WHAT IS BEING ASKED >>
For the data below, please report each line where the word "StorageOutput" is found.

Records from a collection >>
╔══
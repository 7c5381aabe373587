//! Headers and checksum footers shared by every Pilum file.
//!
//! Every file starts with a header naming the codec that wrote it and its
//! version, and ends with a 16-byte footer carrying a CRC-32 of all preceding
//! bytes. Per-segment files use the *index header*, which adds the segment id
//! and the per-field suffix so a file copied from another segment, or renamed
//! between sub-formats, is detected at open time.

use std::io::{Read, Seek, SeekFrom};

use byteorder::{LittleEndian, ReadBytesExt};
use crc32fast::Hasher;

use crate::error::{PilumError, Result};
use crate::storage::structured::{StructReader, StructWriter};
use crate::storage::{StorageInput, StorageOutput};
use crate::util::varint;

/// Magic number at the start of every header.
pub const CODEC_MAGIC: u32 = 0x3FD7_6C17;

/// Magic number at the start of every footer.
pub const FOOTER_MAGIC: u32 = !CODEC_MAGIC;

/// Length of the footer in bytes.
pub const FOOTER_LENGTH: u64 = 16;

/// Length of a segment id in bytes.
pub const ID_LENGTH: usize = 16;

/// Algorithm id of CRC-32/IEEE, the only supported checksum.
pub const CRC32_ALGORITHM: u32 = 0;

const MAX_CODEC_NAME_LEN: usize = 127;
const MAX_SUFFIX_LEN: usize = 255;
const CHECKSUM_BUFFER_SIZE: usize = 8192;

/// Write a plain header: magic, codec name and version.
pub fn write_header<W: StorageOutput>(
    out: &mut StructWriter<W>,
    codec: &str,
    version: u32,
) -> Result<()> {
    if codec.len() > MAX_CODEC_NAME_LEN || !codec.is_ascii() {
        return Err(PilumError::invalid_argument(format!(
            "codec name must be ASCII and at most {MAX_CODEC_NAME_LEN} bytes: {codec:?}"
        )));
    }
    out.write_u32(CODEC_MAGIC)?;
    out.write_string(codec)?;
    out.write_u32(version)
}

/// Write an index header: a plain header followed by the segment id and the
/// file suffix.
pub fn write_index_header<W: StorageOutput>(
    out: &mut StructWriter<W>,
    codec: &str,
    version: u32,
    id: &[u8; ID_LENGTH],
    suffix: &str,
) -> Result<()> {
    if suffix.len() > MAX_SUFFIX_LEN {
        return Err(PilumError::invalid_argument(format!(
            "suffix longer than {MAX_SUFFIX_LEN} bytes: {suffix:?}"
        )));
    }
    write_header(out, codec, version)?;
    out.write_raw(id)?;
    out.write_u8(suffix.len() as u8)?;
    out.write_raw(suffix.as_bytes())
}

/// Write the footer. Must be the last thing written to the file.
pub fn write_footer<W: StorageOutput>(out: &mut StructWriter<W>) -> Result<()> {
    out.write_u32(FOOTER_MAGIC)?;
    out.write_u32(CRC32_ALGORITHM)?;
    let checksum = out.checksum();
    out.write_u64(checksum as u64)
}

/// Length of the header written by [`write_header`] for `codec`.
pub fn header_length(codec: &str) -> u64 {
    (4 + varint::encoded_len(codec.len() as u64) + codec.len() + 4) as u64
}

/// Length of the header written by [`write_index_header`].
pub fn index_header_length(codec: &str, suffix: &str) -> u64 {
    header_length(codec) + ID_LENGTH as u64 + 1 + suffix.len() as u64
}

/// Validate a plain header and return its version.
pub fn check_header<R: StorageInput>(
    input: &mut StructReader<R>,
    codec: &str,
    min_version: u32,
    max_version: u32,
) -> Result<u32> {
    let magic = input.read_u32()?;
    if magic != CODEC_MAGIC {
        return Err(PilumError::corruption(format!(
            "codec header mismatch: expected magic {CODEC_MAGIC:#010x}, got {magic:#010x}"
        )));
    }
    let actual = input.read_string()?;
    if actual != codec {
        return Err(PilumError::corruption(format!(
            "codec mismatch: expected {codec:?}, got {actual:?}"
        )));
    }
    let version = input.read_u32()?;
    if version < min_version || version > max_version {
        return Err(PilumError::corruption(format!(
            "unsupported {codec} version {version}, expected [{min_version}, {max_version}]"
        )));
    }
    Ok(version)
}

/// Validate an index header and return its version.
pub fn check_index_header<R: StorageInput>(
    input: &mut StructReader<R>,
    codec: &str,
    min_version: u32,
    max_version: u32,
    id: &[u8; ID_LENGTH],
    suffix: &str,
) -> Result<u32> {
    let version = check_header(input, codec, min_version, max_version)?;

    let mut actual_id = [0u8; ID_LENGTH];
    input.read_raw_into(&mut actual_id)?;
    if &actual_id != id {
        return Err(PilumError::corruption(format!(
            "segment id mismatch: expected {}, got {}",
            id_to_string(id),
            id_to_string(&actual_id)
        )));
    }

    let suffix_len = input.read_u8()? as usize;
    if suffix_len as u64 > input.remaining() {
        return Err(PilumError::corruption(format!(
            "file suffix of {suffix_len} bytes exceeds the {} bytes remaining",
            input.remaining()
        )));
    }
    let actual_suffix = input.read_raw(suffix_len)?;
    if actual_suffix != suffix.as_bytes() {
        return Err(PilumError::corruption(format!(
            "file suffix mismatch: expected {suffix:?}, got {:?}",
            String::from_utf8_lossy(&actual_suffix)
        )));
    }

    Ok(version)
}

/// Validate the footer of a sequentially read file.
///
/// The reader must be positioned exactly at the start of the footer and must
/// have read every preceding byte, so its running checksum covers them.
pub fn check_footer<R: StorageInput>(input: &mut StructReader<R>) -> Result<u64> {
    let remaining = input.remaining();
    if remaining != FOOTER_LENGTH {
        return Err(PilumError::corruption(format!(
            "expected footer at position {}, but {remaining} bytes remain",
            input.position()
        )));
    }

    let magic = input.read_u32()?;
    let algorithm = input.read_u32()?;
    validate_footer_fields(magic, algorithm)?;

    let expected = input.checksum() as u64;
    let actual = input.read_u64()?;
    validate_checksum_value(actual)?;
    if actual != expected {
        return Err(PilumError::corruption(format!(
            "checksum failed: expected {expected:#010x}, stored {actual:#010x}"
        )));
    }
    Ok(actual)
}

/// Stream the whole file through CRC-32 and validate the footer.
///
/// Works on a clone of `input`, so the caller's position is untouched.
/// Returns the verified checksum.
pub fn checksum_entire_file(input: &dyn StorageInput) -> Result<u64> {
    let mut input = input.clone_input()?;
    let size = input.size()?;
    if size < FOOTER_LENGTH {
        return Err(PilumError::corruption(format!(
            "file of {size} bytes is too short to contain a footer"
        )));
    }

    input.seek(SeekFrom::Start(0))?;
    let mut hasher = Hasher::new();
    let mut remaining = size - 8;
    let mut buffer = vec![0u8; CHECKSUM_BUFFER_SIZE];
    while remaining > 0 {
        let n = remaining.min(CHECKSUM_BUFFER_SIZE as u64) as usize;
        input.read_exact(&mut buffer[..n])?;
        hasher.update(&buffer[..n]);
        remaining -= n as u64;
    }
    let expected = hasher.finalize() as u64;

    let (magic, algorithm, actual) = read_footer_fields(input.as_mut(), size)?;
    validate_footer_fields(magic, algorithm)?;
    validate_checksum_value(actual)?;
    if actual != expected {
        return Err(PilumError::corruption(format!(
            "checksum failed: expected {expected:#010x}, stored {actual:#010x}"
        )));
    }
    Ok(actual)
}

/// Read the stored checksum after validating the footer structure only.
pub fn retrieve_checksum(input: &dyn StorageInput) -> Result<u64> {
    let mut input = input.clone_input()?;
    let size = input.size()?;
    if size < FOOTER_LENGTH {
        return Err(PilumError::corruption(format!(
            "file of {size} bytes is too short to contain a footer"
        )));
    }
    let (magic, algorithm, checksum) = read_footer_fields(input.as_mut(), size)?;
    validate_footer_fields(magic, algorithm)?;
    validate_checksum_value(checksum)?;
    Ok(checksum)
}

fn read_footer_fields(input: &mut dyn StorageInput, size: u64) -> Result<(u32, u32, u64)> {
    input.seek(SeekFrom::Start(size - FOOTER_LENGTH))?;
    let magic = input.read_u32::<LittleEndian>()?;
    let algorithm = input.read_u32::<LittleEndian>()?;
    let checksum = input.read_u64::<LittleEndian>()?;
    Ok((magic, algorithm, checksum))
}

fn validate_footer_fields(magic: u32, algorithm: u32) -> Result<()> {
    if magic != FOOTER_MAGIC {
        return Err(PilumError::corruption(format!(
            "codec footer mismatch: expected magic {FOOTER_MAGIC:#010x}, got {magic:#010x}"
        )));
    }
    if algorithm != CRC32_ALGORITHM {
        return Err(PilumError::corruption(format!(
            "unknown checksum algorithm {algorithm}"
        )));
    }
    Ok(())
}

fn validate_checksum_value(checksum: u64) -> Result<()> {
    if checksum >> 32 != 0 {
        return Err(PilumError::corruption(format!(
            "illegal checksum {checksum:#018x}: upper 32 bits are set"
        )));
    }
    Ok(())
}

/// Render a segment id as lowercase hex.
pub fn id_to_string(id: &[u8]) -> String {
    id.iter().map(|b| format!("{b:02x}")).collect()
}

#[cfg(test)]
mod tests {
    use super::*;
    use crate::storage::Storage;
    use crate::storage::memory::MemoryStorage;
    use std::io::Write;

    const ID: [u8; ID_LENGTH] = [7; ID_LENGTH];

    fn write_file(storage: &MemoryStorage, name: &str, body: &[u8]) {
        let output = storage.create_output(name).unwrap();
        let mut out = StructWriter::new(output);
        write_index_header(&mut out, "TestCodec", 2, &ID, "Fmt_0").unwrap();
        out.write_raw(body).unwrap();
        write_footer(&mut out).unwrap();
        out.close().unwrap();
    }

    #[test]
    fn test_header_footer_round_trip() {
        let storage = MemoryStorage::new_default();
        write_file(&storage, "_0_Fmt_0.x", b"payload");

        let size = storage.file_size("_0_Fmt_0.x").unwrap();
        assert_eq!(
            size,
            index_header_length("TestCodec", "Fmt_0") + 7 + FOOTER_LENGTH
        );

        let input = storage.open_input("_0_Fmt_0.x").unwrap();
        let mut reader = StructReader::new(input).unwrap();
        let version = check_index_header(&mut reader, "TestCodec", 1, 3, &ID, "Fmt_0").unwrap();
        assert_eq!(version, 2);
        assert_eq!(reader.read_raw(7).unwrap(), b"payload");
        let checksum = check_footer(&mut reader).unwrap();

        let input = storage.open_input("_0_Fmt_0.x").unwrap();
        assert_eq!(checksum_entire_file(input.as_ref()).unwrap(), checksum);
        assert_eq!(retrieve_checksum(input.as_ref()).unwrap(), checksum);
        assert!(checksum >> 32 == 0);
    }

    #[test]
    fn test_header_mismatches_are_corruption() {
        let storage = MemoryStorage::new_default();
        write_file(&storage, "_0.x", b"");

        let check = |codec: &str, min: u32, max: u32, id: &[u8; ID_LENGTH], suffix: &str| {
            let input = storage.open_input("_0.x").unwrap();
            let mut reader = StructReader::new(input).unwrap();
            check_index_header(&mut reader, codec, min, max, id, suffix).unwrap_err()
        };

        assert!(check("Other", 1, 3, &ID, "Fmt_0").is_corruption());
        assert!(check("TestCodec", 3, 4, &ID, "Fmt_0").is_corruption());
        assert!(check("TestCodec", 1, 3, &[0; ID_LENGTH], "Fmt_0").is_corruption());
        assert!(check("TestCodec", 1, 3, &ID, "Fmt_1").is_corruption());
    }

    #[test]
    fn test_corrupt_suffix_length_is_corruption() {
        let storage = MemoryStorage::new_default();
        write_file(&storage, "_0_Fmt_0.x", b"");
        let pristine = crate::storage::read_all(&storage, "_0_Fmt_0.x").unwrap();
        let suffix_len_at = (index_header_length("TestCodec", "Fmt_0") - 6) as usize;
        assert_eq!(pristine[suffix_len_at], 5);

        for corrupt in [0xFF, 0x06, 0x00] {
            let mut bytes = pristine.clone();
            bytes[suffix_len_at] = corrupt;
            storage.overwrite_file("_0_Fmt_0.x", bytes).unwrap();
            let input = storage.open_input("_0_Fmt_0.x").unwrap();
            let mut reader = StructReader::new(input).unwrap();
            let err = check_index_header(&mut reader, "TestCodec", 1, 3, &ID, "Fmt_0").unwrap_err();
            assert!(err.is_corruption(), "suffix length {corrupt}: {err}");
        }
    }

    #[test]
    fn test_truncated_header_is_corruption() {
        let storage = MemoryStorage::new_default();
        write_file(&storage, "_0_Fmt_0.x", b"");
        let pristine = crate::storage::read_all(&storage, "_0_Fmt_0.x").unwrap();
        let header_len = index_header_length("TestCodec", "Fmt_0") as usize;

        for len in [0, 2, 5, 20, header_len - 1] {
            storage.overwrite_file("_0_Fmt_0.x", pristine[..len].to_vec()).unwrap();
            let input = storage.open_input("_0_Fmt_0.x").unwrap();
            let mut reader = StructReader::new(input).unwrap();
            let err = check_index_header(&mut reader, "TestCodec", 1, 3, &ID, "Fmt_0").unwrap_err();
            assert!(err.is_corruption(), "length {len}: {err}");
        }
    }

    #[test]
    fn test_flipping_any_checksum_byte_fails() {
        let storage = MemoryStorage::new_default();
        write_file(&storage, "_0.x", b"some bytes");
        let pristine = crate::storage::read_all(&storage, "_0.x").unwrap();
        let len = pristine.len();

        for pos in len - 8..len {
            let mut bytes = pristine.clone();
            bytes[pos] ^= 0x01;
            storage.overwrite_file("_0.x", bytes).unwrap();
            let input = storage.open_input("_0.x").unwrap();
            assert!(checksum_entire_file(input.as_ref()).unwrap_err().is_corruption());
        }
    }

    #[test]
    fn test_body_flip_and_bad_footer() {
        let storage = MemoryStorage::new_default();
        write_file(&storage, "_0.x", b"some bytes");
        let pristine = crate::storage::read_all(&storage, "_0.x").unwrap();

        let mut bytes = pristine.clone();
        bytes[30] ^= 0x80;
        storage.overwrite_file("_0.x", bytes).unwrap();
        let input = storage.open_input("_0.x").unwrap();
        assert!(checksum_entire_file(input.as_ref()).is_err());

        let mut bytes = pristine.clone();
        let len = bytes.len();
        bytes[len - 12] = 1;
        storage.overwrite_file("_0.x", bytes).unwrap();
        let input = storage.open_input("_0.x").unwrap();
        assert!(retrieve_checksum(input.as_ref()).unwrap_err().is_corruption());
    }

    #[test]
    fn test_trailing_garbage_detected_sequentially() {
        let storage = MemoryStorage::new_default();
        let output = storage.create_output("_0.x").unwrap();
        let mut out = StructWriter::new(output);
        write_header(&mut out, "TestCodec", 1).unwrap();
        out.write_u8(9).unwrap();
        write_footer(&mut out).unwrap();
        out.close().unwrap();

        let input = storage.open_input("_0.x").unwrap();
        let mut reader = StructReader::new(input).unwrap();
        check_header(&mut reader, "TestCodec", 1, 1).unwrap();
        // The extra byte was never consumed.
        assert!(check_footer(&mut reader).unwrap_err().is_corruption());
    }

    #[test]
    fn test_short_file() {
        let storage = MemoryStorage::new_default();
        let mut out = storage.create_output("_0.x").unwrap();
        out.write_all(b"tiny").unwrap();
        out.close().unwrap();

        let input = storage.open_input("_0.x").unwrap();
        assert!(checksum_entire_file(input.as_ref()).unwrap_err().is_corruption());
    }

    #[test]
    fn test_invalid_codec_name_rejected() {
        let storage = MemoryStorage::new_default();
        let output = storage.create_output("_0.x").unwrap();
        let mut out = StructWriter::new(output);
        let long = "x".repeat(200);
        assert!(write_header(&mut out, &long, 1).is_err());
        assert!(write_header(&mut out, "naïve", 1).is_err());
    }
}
╚══
WRITTEN RESPONSE >>
use crate::storage::{StorageInput, StorageOutput};
pub fn write_header<W: StorageOutput>(
pub fn write_index_header<W: StorageOutput>(
pub fn write_footer<W: StorageOutput>(out: &mut StructWriter<W>) -> Result<()> {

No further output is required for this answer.